Although ICS operators across multiple sectors rely on the same protocols, their processes are often unique to their environment. Thus, the exploitation of a given operational technology vulnerability may have different impacts depending on the environment. Further efforts should consider how to conduct proof-of-concept vulnerability exploitation tests, identify similarities across sectors, and seek ways to translate vulnerability information into actionable threat intelligence that ICS monitoring solutions can consume in an automated fashion. CISA should adopt this technology, consider how to adapt it to specific critical infrastructure (CI) sectors to illustrate its value to the ICS operators of the nation, and encourage adoption by CI.
These communications protocols were designed for the exchange of control messages and sensor data, incorporating simplicity, efficiency, and scalability, with minimal security features, such as mutual authentication and encryption. The primary ICS management and control protocols are Modbus and Distributed Network and Protocol 3 (DNP3). Several capabilities can be combined to address this capability demand, including network monitoring, ICS protocol intrusion detection system (IDS), ICS protocol intrusion prevention system (IPS), and process monitoring systems. Serial interface/network monitoring devices allow for ICS protocols communicated via serial interfaces to be monitored and enables detection of anomalous activity at the serial interface of an RTU or PLC. ICS protocol IDS is a capability that can alert on the detection of anomalous packets. ICS protocol IPS is a capability that can block and alert on the detection of anomalous packets. ICS process monitoring is a capability that monitors the ICS process data collection and control activity to “learn” the “typical” combination of sensor data and commands used to control one or more processes. Process monitoring can be implemented independent of other security capabilities.

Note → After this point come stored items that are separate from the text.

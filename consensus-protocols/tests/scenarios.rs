//! End-to-end scenario tests driven through the real `consensus_sim::Kernel`
//! rather than calling protocol handlers directly — these exercise the
//! scheduling, topology, and restriction-checking layers together with each
//! protocol's state machine.

use rand::SeedableRng;
use rand_chacha::ChaCha8Rng;

use consensus_core::signature::private_key_for;
use consensus_sim::{Kernel, LinkFault, Topology, TopologyRestriction};

use consensus_protocols::byzantine_three_pc::{self, ByzantineThreePc};
use consensus_protocols::oral_messages::{self, OralMessages};
use consensus_protocols::three_pc::{self, ThreePc};
use consensus_protocols::two_pc::{self, TwoPc};

const BASE_RESTRICTIONS: [TopologyRestriction; 3] = [
    TopologyRestriction::BidirectionalLinks,
    TopologyRestriction::Connectivity,
    TopologyRestriction::InitialDistinctValues,
];

#[test]
fn two_pc_happy_path_commits_every_node() {
    let mut rng = ChaCha8Rng::seed_from_u64(1);
    let topology = Topology::complete_graph(4, &mut rng);
    let mut kernel: Kernel<TwoPc> = Kernel::new(
        topology,
        |slot| if slot == 0 { two_pc::Status::Coordinator } else { two_pc::Status::Sleep },
        rng,
        LinkFault::Reliable,
        1000,
    );
    let mut restrictions = BASE_RESTRICTIONS.to_vec();
    restrictions.push(TopologyRestriction::TotalReliability);
    kernel.apply_restrictions(&restrictions).unwrap();
    kernel.spontaneously_start(0, two_pc::Payload::Prepare);

    let report = kernel.run().unwrap();
    assert!(report.terminal, "run should quiesce within the tick budget");
    assert!(report.final_statuses.iter().all(|s| s == "Done"));
}

#[test]
fn two_pc_survives_ack_loss_via_retransmission() {
    let mut rng = ChaCha8Rng::seed_from_u64(2);
    let topology = Topology::complete_graph(4, &mut rng);
    let mut kernel: Kernel<TwoPc> = Kernel::new(
        topology,
        |slot| if slot == 0 { two_pc::Status::Coordinator } else { two_pc::Status::Sleep },
        rng,
        LinkFault::DropRate(0.3),
        5000,
    );
    // TotalReliability is deliberately left off these restrictions: this
    // scenario exercises retransmission under a lossy link, which
    // TotalReliability exists to rule out.
    kernel.apply_restrictions(&BASE_RESTRICTIONS).unwrap();
    kernel.spontaneously_start(0, two_pc::Payload::Prepare);

    let report = kernel.run().unwrap();
    assert!(report.terminal, "retransmission via alarms should still reach DONE despite dropped messages");
    assert!(report.final_statuses.iter().all(|s| s == "Done"));
}

#[test]
fn three_pc_aborts_when_ack_never_arrives() {
    // A coordinator that sits in COORDINATOR_WAITING_ACK with no way to
    // collect the missing ACK (one participant with no neighbors of its own
    // to ever loop back through) still aborts cleanly rather than hanging.
    let mut rng = ChaCha8Rng::seed_from_u64(3);
    let topology = Topology::complete_graph(3, &mut rng);
    let mut kernel: Kernel<ThreePc> = Kernel::new(
        topology,
        |slot| if slot == 0 { three_pc::Status::Coordinator } else { three_pc::Status::Sleep },
        rng,
        LinkFault::DropRate(0.5),
        5000,
    );
    kernel.apply_restrictions(&BASE_RESTRICTIONS).unwrap();
    kernel.spontaneously_start(0, three_pc::Payload::Prepare);

    let report = kernel.run().unwrap();
    assert!(report.terminal);
    // Every node lands in DONE regardless of whether the run committed or
    // aborted; the point of this scenario is that it never gets stuck.
    assert!(report.final_statuses.iter().all(|s| s == "Done"));
}

#[test]
fn byzantine_three_pc_forged_signature_does_not_join_quorum() {
    let n = 4;
    let m = 1;
    let coordinator = 0;
    let mut rng = ChaCha8Rng::seed_from_u64(4);
    let topology = Topology::complete_graph(n, &mut rng);
    let faulty_slots: Vec<usize> = (0..n).filter(|&s| s != coordinator).take(m).collect();

    let mut kernel: Kernel<ByzantineThreePc> = Kernel::new(
        topology,
        |slot| {
            if slot == coordinator {
                byzantine_three_pc::Status::Coordinator
            } else if faulty_slots.contains(&slot) {
                byzantine_three_pc::Status::Faulty
            } else {
                byzantine_three_pc::Status::Sleep
            }
        },
        rng,
        LinkFault::Reliable,
        2000,
    );
    kernel.apply_restrictions(&BASE_RESTRICTIONS).unwrap();

    for node in kernel.nodes_mut() {
        node.memory.n = n;
        node.memory.m = m;
        node.memory.private_key = private_key_for(node.unique_value);
    }

    kernel.spontaneously_start(coordinator, byzantine_three_pc::Payload::TimeoutPrepared);
    let report = kernel.run().unwrap();

    assert!(report.terminal, "honest quorum of n-1 should still let the coordinator finish");
    let honest_done = report
        .final_statuses
        .iter()
        .enumerate()
        .filter(|(slot, _)| !faulty_slots.contains(slot))
        .all(|(_, status)| status == "Done");
    assert!(honest_done, "every honest node should reach DONE despite the FAULTY node's forgeries");
}

#[test]
fn oral_messages_honest_run_reaches_attack_on_attack_order() {
    let n = 4;
    let m = 1;
    let commander = 0;
    let mut rng = ChaCha8Rng::seed_from_u64(5);
    let topology = Topology::complete_graph(n, &mut rng);
    let traitor_slots: Vec<usize> = (0..n).filter(|&s| s != commander).take(m).collect();

    let mut kernel: Kernel<OralMessages> = Kernel::new(
        topology,
        |slot| {
            if slot == commander {
                oral_messages::Status::Commander
            } else if traitor_slots.contains(&slot) {
                oral_messages::Status::Traitor
            } else {
                oral_messages::Status::Lieutenant
            }
        },
        rng,
        LinkFault::Reliable,
        2000,
    );
    let mut restrictions = BASE_RESTRICTIONS.to_vec();
    restrictions.push(TopologyRestriction::TotalReliability);
    kernel.apply_restrictions(&restrictions).unwrap();

    for node in kernel.nodes_mut() {
        node.memory.m = m;
        node.memory.global_decision = true;
        if node.slot == commander {
            node.memory.decision = true;
        }
    }

    kernel.spontaneously_start(
        commander,
        oral_messages::Payload::Decision { id: 0, decision: true, m, path: vec![], n: 0 },
    );
    let report = kernel.run().unwrap();

    assert!(report.terminal);
    let honest_lieutenants = report
        .final_statuses
        .iter()
        .enumerate()
        .filter(|(slot, _)| *slot != commander && !traitor_slots.contains(slot));
    for (_, status) in honest_lieutenants {
        assert_eq!(status, "Attack", "n >= 3m+1 with one traitor must still reach agreement on ATTACK");
    }
}

#[test]
fn oral_messages_commander_itself_finishes_done_not_a_lieutenant_status() {
    let n = 4;
    let mut rng = ChaCha8Rng::seed_from_u64(6);
    let topology = Topology::complete_graph(n, &mut rng);
    let mut kernel: Kernel<OralMessages> = Kernel::new(
        topology,
        |slot| if slot == 0 { oral_messages::Status::Commander } else { oral_messages::Status::Lieutenant },
        rng,
        LinkFault::Reliable,
        2000,
    );
    let mut restrictions = BASE_RESTRICTIONS.to_vec();
    restrictions.push(TopologyRestriction::TotalReliability);
    kernel.apply_restrictions(&restrictions).unwrap();
    for node in kernel.nodes_mut() {
        node.memory.m = 0;
        node.memory.global_decision = false;
        if node.slot == 0 {
            node.memory.decision = false;
        }
    }
    kernel.spontaneously_start(
        0,
        oral_messages::Payload::Decision { id: 0, decision: false, m: 0, path: vec![], n: 0 },
    );
    let report = kernel.run().unwrap();
    assert_eq!(report.final_statuses[0], "Done");
}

Until recently there were no products available that provided adequate monitoring of these protocols. However, new technology is being commercialized into products that address this capability demand.
Depth Defence Strategy
Overall, complete digital ICS security cannot be achieved solely on a single security technology solution. Therefore, it became imperative to integrate a range of security technologies hierarchically to boost the defence capability of industrial systems. The United States Department of Home Security proposed a “defense in depth” strategy; the model is segmented into five (5) layers. The first layer is the use of commercial firewalls; deployment and use of firewall, intrusion detection, vulnerability scanning and other proactive security measures can be helpful in militating against possible ICS attacks acting as an integral protection. Man-in-the-Middle attacks
can be averted by securing field device by deploying and safe guarding the environment using field level firewalls designed for PLCs, IEDs, and SCADA RTUs.
Second layer is the joint security approach to defend a variety of security threats. This is done by insulating the office network from external network using commercial firewalls while attention is placed on security gateway which mainly insulates work area to control area. The third layer is the protection and security of industrial PCs from prevailing threat attacks and vulnerabilities. Fourth
layer is the monitoring of field devices while security log management and data backup is taken care of by the fifth layer.